14 Feb A judge will put the entire Spanish banking sector on approval about the controversial “ground clauses, or cláusulas suelo” of the mortgages.
Practically the whole financial sector will be subject to trial in front of the judge in what refers to the controversial “ground clauses, or cláusulas suelo”, that prevented numerous mortgaged Spaniards or Spanish residents to benefit from the strong slope of the interest rates experienced from end of 2008.
It was known yesterday that the Court for Mercantile matters number 11 of Madrid has admitted to proceeding the greater collective claim presented in Spain against 45 Spanish banks.
The claim, interposed by the association of consumers ADICAE, has been presented in name of about 400 clients, although the number could increase in the next days since, due to it being a collective action, the Court has ordered the suspension of the process for a term of two months so that new interested parties can join. The term to get up to this first claim has been extended at least until end of March.
In a report by the Bank of Spain elaborated at the request of the Senate in May of 2010, it was considered that in Spain 3.8 million people are having this type of clauses in their hypothecating contracts.
The clauses are legal
The famous ground clauses, or cláusulas suelo are clauses included by the banking organizations in many contracts of hypothecating loans establishing a certain level from which the rate of interest is not reviewable to the loss even though the EURIBOR, main reference index of the interest rate for mortgages in Spain, continues its reduction. This level is usually located over 3%, although it varies much of a banking organization to another. It can even arrive at 5%.
These clauses, legal and negotiable, but whose existence a great part of mortgaged population did not, or said not to, know caused and continues causing the popular indignation, since many of the mortgaged people have seen a constant fall of the interest rates in both last years, from 4.25% in October of 2008 to 1% in May of 2009, while such thing has not been translated in a reduction of their monthly payments.
Between the sued organizations are most of Spanish banks and Cajas: BBVA, Banco Popular, Banco de Galicia, Banco Guipuzcoano, Banco Pastor, Banco Vasconia, y Banco Gallego, además de CAI, Caixa Galicia, Caja Castilla La Mancha, Caixa Girona, Caixa Nova, Caixa Manresa, Caixa Ontinyent, Caixa Penedes, Caixa Sabadell, Caixa Rural de Balears, Caixa Tarragona, Caja Círculo, Caja de Ahorros de Cataluña, Caja Extremadura, Caja Badajoz, Caja Duero, Caja España, Caja Canarias, Caja Granada, Caja Insular de Ahorros de Canarias, Multicaja, Caja Rural de Asturias, Caja Rural de Cuenca, Caja Rural de Navarra, Caja Rural de Granada, Caja Rural del Sur, Caja Segovia, Caja Sol, Caja Sur, Cajalon, Cajamar, Ipar Kutxa, Unicaja, Caixa destalvis Unio de Caixes de Manlleu, Sabadell i Terrassa, Caixa destalvis de Catalunya, Tarragona i Manresa o Caja de Arquitectos. The association has announced that its claim will be extend towards other banks such as Santander or La Caixa.
They request the annulment of the clauses
In the claim, ADICAE requests the annulment of these clauses due to them having a manifest disproportion between the grounds and the ceilings of interest rates fixed into the hypothecating contracts.
The elimination of these grounds would have a tremendous impact in the sector, since, as has been already advanced by Cotizalia newspaper, it would reduce the profit margins of the banks in a radical way, to such an extent, that they could not generate a benefit enough to cover the strong provisions derived from the dilatoriness, a fact that, in addition, would bring losses for numerous banking organizations.
So far, a quite recent judicial antecedent exists on the matter. In October of 2010, the Court for Mercantile Matters number 2 of Seville dictated the first sentence in Spain declaring as abusive the ground clauses of the mortgages of BBVA, Caja de Ahorros de Galicia, Cajamar and Cajamar Caja Rural, who were forced to eliminate them and to abstain to use them in future contracts. The banking organization presided by Francisco González resorted to the judicial verdict, describing it as an “isolated” one.

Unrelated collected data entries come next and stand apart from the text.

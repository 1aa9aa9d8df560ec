//! Auth CLI commands.

use clap::{Parser, Subcommand};

/// Authentication commands.
#[derive(Debug, Parser)]
pub struct AuthCommand {
    #[command(subcommand)]
    pub action: AuthAction,
}

/// Available auth actions.
#[derive(Debug, Subcommand)]
pub enum AuthAction {
    /// Sign in and show the resolved profile and outlets.
    Login {
        /// Account email.
        #[arg(long)]
        email: String,
        /// Account password.
        #[arg(long, env = "RENTDESK_PASSWORD", hide_env_values = true)]
        password: String,
    },
    /// Sign out and forget the stored session.
    Logout,
    /// Show the current session.
    Session,
    /// Show the signed-in user's profile and outlets.
    Whoami,
    /// Email a password reset link.
    ResetPassword {
        /// Account email.
        #[arg(long)]
        email: String,
    },
    /// Change the signed-in user's password.
    UpdatePassword {
        /// New password.
        #[arg(long, env = "RENTDESK_NEW_PASSWORD", hide_env_values = true)]
        password: String,
    },
}
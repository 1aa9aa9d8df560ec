//! JSON output formatting.

/// Format a value as JSON.
pub fn format_json<T: serde::Serialize + ?Sized>(value: &T) -> String {
    serde_json::to_string(value).unwrap_or_default()
}
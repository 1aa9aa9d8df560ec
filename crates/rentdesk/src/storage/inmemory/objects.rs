use async_trait::async_trait;

use rentdesk_core::image::{ObjectStore, ObjectStoreError, Result, StoredObject};

use super::backend::{random_token, Blob, InMemoryBackend};

#[async_trait]
impl ObjectStore for InMemoryBackend {
    async fn upload(
        &self,
        key: &str,
        bytes: Vec<u8>,
        content_type: &str,
        upsert: bool,
    ) -> Result<StoredObject> {
        let mut objects = self.objects.write().await;
        if !upsert && objects.contains_key(key) {
            return Err(ObjectStoreError::AlreadyExists {
                key: key.to_string(),
            });
        }
        objects.insert(
            key.to_string(),
            Blob {
                bytes,
                content_type: content_type.to_string(),
            },
        );
        Ok(StoredObject {
            path: Some(key.to_string()),
        })
    }

    async fn create_signed_url(&self, key: &str, expires_in_seconds: u64) -> Result<String> {
        let objects = self.objects.read().await;
        if !objects.contains_key(key) {
            return Err(ObjectStoreError::NotFound {
                key: key.to_string(),
            });
        }
        Ok(format!(
            "memory://{}/{}?token={}&expires_in={}",
            self.bucket,
            key,
            random_token(),
            expires_in_seconds
        ))
    }

    async fn remove(&self, key: &str) -> Result<()> {
        let mut objects = self.objects.write().await;
        if objects.remove(key).is_none() {
            return Err(ObjectStoreError::NotFound {
                key: key.to_string(),
            });
        }
        Ok(())
    }
}
//! Rentdesk back-office services.
//!
//! Three facades over an injected [`Backend`]:
//!
//! - [`AuthService`]: login, session lookup, role-based outlet resolution and
//!   password management
//! - [`CustomerService`]: customer CRUD, filtered listing, ledger reads and
//!   atomic balance adjustment
//! - [`ImageService`]: inventory image upload, signed URLs and deletion
//!
//! Every service returns [`Result`], whose error is [`ServiceError`].

pub mod backend;
pub mod config;
pub mod error;
pub mod services;
pub mod storage;

pub use backend::Backend;
pub use config::Config;
pub use error::{Result, ServiceError};
pub use services::{AuthService, CustomerService, ImageService};
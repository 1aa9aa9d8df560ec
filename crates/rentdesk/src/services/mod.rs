//! Service facades.
//!
//! Each service borrows the collaborators it needs from a [`Backend`] and
//! keeps no state of its own. Failures are logged with `tracing::error!` and
//! returned to the caller unchanged; nothing is retried.
//!
//! [`Backend`]: crate::Backend

mod auth;
mod customers;
mod images;

pub use auth::AuthService;
pub use customers::CustomerService;
pub use images::ImageService;

use crate::error::{Result, ServiceError};

/// Converts a collaborator error into a [`ServiceError`] and logs it.
fn logged<T, E>(result: std::result::Result<T, E>, action: &'static str) -> Result<T>
where
    E: Into<ServiceError>,
{
    result.map_err(|err| {
        let err = err.into();
        tracing::error!(error = %err, action, "Operation failed");
        err
    })
}
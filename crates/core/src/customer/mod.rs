mod error;
mod operations;
mod requests;
mod types;

pub use error::CustomerError;
pub use operations::{
    apply_balance_change, apply_customer_patch, filter_customers, generate_customer_code,
    matches_filters, matches_search, materialize_customer, validate_balance_amount,
    validate_create_request,
};
pub use requests::{
    CreateCustomerRequest, CustomerFilters, CustomerPatch, NewCustomer, UpdateCustomerRequest,
    ALL_CUSTOMER_TYPES,
};
pub use types::{
    BalanceOperation, Customer, InventoryItem, Invoice, RentalOrder, RentalOrderItem,
};
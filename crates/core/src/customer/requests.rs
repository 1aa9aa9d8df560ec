use chrono::{DateTime, Utc};
use serde::{Deserialize, Serialize};
use uuid::Uuid;

/// Sentinel customer type meaning "do not filter by type".
pub const ALL_CUSTOMER_TYPES: &str = "all";

/// Filters for listing customers.
///
/// Categories combine with AND; the search term matches any of the contact
/// fields.
#[derive(Debug, Clone, Default, PartialEq, Eq, Serialize, Deserialize)]
pub struct CustomerFilters {
    #[serde(default, skip_serializing_if = "Option::is_none")]
    pub customer_type: Option<String>,
    #[serde(default, skip_serializing_if = "Option::is_none")]
    pub search: Option<String>,
}

impl CustomerFilters {
    /// Filter by exact customer type.
    pub fn with_type(mut self, customer_type: impl Into<String>) -> Self {
        self.customer_type = Some(customer_type.into());
        self
    }

    /// Filter by free-text search.
    pub fn with_search(mut self, search: impl Into<String>) -> Self {
        self.search = Some(search.into());
        self
    }

    /// The type to filter on, or `None` when the filter is absent, blank or
    /// the `all` sentinel.
    pub fn type_filter(&self) -> Option<&str> {
        self.customer_type
            .as_deref()
            .map(str::trim)
            .filter(|t| !t.is_empty() && *t != ALL_CUSTOMER_TYPES)
    }

    /// The trimmed search term, or `None` when blank.
    pub fn search_term(&self) -> Option<&str> {
        self.search.as_deref().map(str::trim).filter(|s| !s.is_empty())
    }
}

/// Caller input for creating a customer.
#[derive(Debug, Clone, PartialEq, Eq, Serialize, Deserialize)]
pub struct CreateCustomerRequest {
    pub customer_type: String,
    pub contact_person: String,
    #[serde(default, skip_serializing_if = "Option::is_none")]
    pub company_name: Option<String>,
    #[serde(default, skip_serializing_if = "Option::is_none")]
    pub phone: Option<String>,
    #[serde(default, skip_serializing_if = "Option::is_none")]
    pub email: Option<String>,
    #[serde(default, skip_serializing_if = "Option::is_none")]
    pub address: Option<String>,
    #[serde(default, skip_serializing_if = "Option::is_none")]
    pub city: Option<String>,
    #[serde(default, skip_serializing_if = "Option::is_none")]
    pub notes: Option<String>,
}

impl CreateCustomerRequest {
    pub fn new(customer_type: impl Into<String>, contact_person: impl Into<String>) -> Self {
        Self {
            customer_type: customer_type.into(),
            contact_person: contact_person.into(),
            company_name: None,
            phone: None,
            email: None,
            address: None,
            city: None,
            notes: None,
        }
    }

    pub fn with_company_name(mut self, company_name: impl Into<String>) -> Self {
        self.company_name = Some(company_name.into());
        self
    }

    pub fn with_phone(mut self, phone: impl Into<String>) -> Self {
        self.phone = Some(phone.into());
        self
    }

    pub fn with_email(mut self, email: impl Into<String>) -> Self {
        self.email = Some(email.into());
        self
    }
}

/// Row to insert: the caller's input plus generated fields.
#[derive(Debug, Clone, PartialEq, Eq, Serialize, Deserialize)]
pub struct NewCustomer {
    pub customer_code: String,
    #[serde(flatten)]
    pub details: CreateCustomerRequest,
    pub created_by: Option<Uuid>,
}

/// Partial update of a customer. Absent fields are left untouched.
#[derive(Debug, Clone, Default, PartialEq, Eq, Serialize, Deserialize)]
pub struct UpdateCustomerRequest {
    #[serde(default, skip_serializing_if = "Option::is_none")]
    pub customer_type: Option<String>,
    #[serde(default, skip_serializing_if = "Option::is_none")]
    pub contact_person: Option<String>,
    #[serde(default, skip_serializing_if = "Option::is_none")]
    pub company_name: Option<String>,
    #[serde(default, skip_serializing_if = "Option::is_none")]
    pub phone: Option<String>,
    #[serde(default, skip_serializing_if = "Option::is_none")]
    pub email: Option<String>,
    #[serde(default, skip_serializing_if = "Option::is_none")]
    pub address: Option<String>,
    #[serde(default, skip_serializing_if = "Option::is_none")]
    pub city: Option<String>,
    #[serde(default, skip_serializing_if = "Option::is_none")]
    pub notes: Option<String>,
    #[serde(default, skip_serializing_if = "Option::is_none")]
    pub is_active: Option<bool>,
}

impl UpdateCustomerRequest {
    /// Update that only flips the soft-delete flag off.
    pub fn deactivate() -> Self {
        Self {
            is_active: Some(false),
            ..Self::default()
        }
    }

    /// True when no field would change.
    pub fn is_empty(&self) -> bool {
        *self == Self::default()
    }
}

/// Patch sent to storage: the requested changes stamped with `updated_at`.
#[derive(Debug, Clone, PartialEq, Eq, Serialize, Deserialize)]
pub struct CustomerPatch {
    #[serde(flatten)]
    pub changes: UpdateCustomerRequest,
    pub updated_at: DateTime<Utc>,
}

#[cfg(test)]
mod tests {
    use super::*;

    #[test]
    fn all_type_is_not_a_filter() {
        let filters = CustomerFilters::default().with_type("all");
        assert_eq!(filters.type_filter(), None);
    }

    #[test]
    fn all_sentinel_is_case_sensitive() {
        let filters = CustomerFilters::default().with_type("ALL");
        assert_eq!(filters.type_filter(), Some("ALL"));
    }

    #[test]
    fn concrete_type_is_a_filter() {
        let filters = CustomerFilters::default().with_type("business");
        assert_eq!(filters.type_filter(), Some("business"));
    }

    #[test]
    fn blank_search_is_not_a_filter() {
        let filters = CustomerFilters::default().with_search("   ");
        assert_eq!(filters.search_term(), None);
    }

    #[test]
    fn patch_serializes_only_changed_fields() {
        let patch = CustomerPatch {
            changes: UpdateCustomerRequest {
                phone: Some("555-0199".to_string()),
                ..Default::default()
            },
            updated_at: "2024-05-01T12:00:00Z".parse().unwrap(),
        };

        let value = serde_json::to_value(&patch).unwrap();
        let object = value.as_object().unwrap();

        assert_eq!(object.len(), 2);
        assert_eq!(object["phone"], "555-0199");
        assert!(object.contains_key("updated_at"));
    }

    #[test]
    fn deactivate_only_sets_is_active() {
        let changes = UpdateCustomerRequest::deactivate();
        assert_eq!(changes.is_active, Some(false));
        assert!(!changes.is_empty());
        assert!(UpdateCustomerRequest::default().is_empty());
    }
}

The Bank of Spain, on the other hand, put itself by the side of the financial banking organizations in May of 2010 after publishing a report about ground clauses previously asked by the Senate. The mentioned report calculated in 29% the percentage of mortgages granted to the Spanish families subject to these grounds. In the report it was stated that the tops limiting the impact of the rates of interest in the mortgages “constitute, from the legal point of view, just one more part of the price of the loan”, reason why “whenever they are included in written up clauses of clear and comprehensible way, they must be considered freely agreed”, and “there will be no reason to declare them as abusive ones”.

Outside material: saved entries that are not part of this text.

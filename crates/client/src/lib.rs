//! rentdesk_client - remote backend client and CLI for rentdesk.

pub mod cli;
pub mod client;
pub mod error;
pub mod output;
pub mod session_file;

pub use client::RemoteClient;
pub use error::{ClientError, Result};
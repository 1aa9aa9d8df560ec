use chrono::{DateTime, Utc};
use rust_decimal::Decimal;
use uuid::Uuid;

use super::error::CustomerError;
use super::requests::{CreateCustomerRequest, CustomerFilters, CustomerPatch, NewCustomer};
use super::types::{BalanceOperation, Customer};

/// Builds a customer code from the last six digits of the millisecond
/// timestamp, e.g. `CUST-042117`.
pub fn generate_customer_code(now: DateTime<Utc>) -> String {
    format!("CUST-{:06}", now.timestamp_millis().rem_euclid(1_000_000))
}

/// Case-insensitive substring match against company name, contact person,
/// phone and email. Any matching field is enough.
pub fn matches_search(customer: &Customer, term: &str) -> bool {
    let needle = term.to_lowercase();
    [
        customer.company_name.as_deref(),
        Some(customer.contact_person.as_str()),
        customer.phone.as_deref(),
        customer.email.as_deref(),
    ]
    .into_iter()
    .flatten()
    .any(|field| field.to_lowercase().contains(&needle))
}

/// Applies the type and search filters. Does not look at `is_active`.
pub fn matches_filters(customer: &Customer, filters: &CustomerFilters) -> bool {
    filters
        .type_filter()
        .is_none_or(|t| customer.customer_type == t)
        && filters
            .search_term()
            .is_none_or(|term| matches_search(customer, term))
}

/// Active customers matching the filters, newest first.
pub fn filter_customers<'a>(
    customers: impl IntoIterator<Item = &'a Customer>,
    filters: &CustomerFilters,
) -> Vec<&'a Customer> {
    let mut matched: Vec<&Customer> = customers
        .into_iter()
        .filter(|c| c.is_active && matches_filters(c, filters))
        .collect();
    matched.sort_by(|a, b| b.created_at.cmp(&a.created_at));
    matched
}

/// New balance after an adjustment. Subtraction is floored at zero.
pub fn apply_balance_change(
    current: Decimal,
    amount: Decimal,
    operation: BalanceOperation,
) -> Decimal {
    match operation {
        BalanceOperation::Add => current + amount,
        BalanceOperation::Subtract => (current - amount).max(Decimal::ZERO),
    }
}

/// Rejects negative adjustment amounts.
pub fn validate_balance_amount(amount: Decimal) -> Result<(), CustomerError> {
    if amount < Decimal::ZERO {
        return Err(CustomerError::NegativeAmount);
    }
    Ok(())
}

/// Validates a customer before creation.
pub fn validate_create_request(request: &CreateCustomerRequest) -> Result<(), CustomerError> {
    if request.contact_person.trim().is_empty() {
        return Err(CustomerError::EmptyContactPerson);
    }
    if request.customer_type.trim().is_empty() {
        return Err(CustomerError::EmptyCustomerType);
    }
    Ok(())
}

/// Turns an insert into a stored row: active, zero balance, timestamps set.
pub fn materialize_customer(new: NewCustomer, id: Uuid, now: DateTime<Utc>) -> Customer {
    let details = new.details;
    Customer {
        id,
        customer_code: new.customer_code,
        customer_type: details.customer_type,
        company_name: details.company_name,
        contact_person: details.contact_person,
        phone: details.phone,
        email: details.email,
        address: details.address,
        city: details.city,
        notes: details.notes,
        outstanding_balance: Decimal::ZERO,
        is_active: true,
        created_by: new.created_by,
        created_at: now,
        updated_at: now,
    }
}

/// Copies every present field of the patch onto the customer.
pub fn apply_customer_patch(customer: &mut Customer, patch: &CustomerPatch) {
    let changes = &patch.changes;
    if let Some(customer_type) = &changes.customer_type {
        customer.customer_type = customer_type.clone();
    }
    if let Some(contact_person) = &changes.contact_person {
        customer.contact_person = contact_person.clone();
    }
    if let Some(company_name) = &changes.company_name {
        customer.company_name = Some(company_name.clone());
    }
    if let Some(phone) = &changes.phone {
        customer.phone = Some(phone.clone());
    }
    if let Some(email) = &changes.email {
        customer.email = Some(email.clone());
    }
    if let Some(address) = &changes.address {
        customer.address = Some(address.clone());
    }
    if let Some(city) = &changes.city {
        customer.city = Some(city.clone());
    }
    if let Some(notes) = &changes.notes {
        customer.notes = Some(notes.clone());
    }
    if let Some(is_active) = changes.is_active {
        customer.is_active = is_active;
    }
    customer.updated_at = patch.updated_at;
}
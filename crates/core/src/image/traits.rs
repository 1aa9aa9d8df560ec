use async_trait::async_trait;

use super::{ObjectStoreError, StoredObject};

/// Result type for object store operations.
pub type Result<T> = std::result::Result<T, ObjectStoreError>;

/// Keyed binary object storage.
#[async_trait]
pub trait ObjectStore: Send + Sync {
    /// Store `bytes` under `key`. With `upsert` false an existing key fails
    /// with [`ObjectStoreError::AlreadyExists`].
    async fn upload(
        &self,
        key: &str,
        bytes: Vec<u8>,
        content_type: &str,
        upsert: bool,
    ) -> Result<StoredObject>;

    /// Issue a read URL for `key` that stops working after `expires_in_seconds`.
    async fn create_signed_url(&self, key: &str, expires_in_seconds: u64) -> Result<String>;

    /// Delete the object stored under `key`.
    async fn remove(&self, key: &str) -> Result<()>;
}
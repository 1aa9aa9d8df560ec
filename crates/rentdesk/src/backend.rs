//! Injected backend collaborators.
//!
//! Services never reach for a global client. They are built from a [`Backend`]
//! holding one trait object per backend concern, so tests can swap in the
//! in-memory implementation and production code the remote client.

use std::sync::Arc;

use rentdesk_core::auth::IdentityProvider;
use rentdesk_core::image::ObjectStore;
use rentdesk_core::storage::{
    CustomerRepository, LedgerRepository, OutletRepository, ProfileRepository,
};

/// Shared handles to every backend concern the services use.
#[derive(Clone)]
pub struct Backend {
    pub identity: Arc<dyn IdentityProvider>,
    pub profiles: Arc<dyn ProfileRepository>,
    pub outlets: Arc<dyn OutletRepository>,
    pub customers: Arc<dyn CustomerRepository>,
    pub ledger: Arc<dyn LedgerRepository>,
    pub objects: Arc<dyn ObjectStore>,
}

impl Backend {
    /// Builds a backend where a single value implements every concern.
    pub fn from_shared<B>(backend: Arc<B>) -> Self
    where
        B: IdentityProvider
            + ProfileRepository
            + OutletRepository
            + CustomerRepository
            + LedgerRepository
            + ObjectStore
            + 'static,
    {
        Self {
            identity: backend.clone(),
            profiles: backend.clone(),
            outlets: backend.clone(),
            customers: backend.clone(),
            ledger: backend.clone(),
            objects: backend,
        }
    }
}

impl std::fmt::Debug for Backend {
    fn fmt(&self, f: &mut std::fmt::Formatter<'_>) -> std::fmt::Result {
        f.debug_struct("Backend").finish_non_exhaustive()
    }
}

However, the supervisor admitted the lack of symmetry between clauses of grounds and of ceilings (clauses that restrain the ascent of the interest rates from a different level): In most of the cases, the ceilings do not offer an effective protection to the particular clients from the risk of ascent of interest rates , due to the high levels they reach. In fact, the families will not be protected while the interest of the mortgages does not surpass of average 13.56%.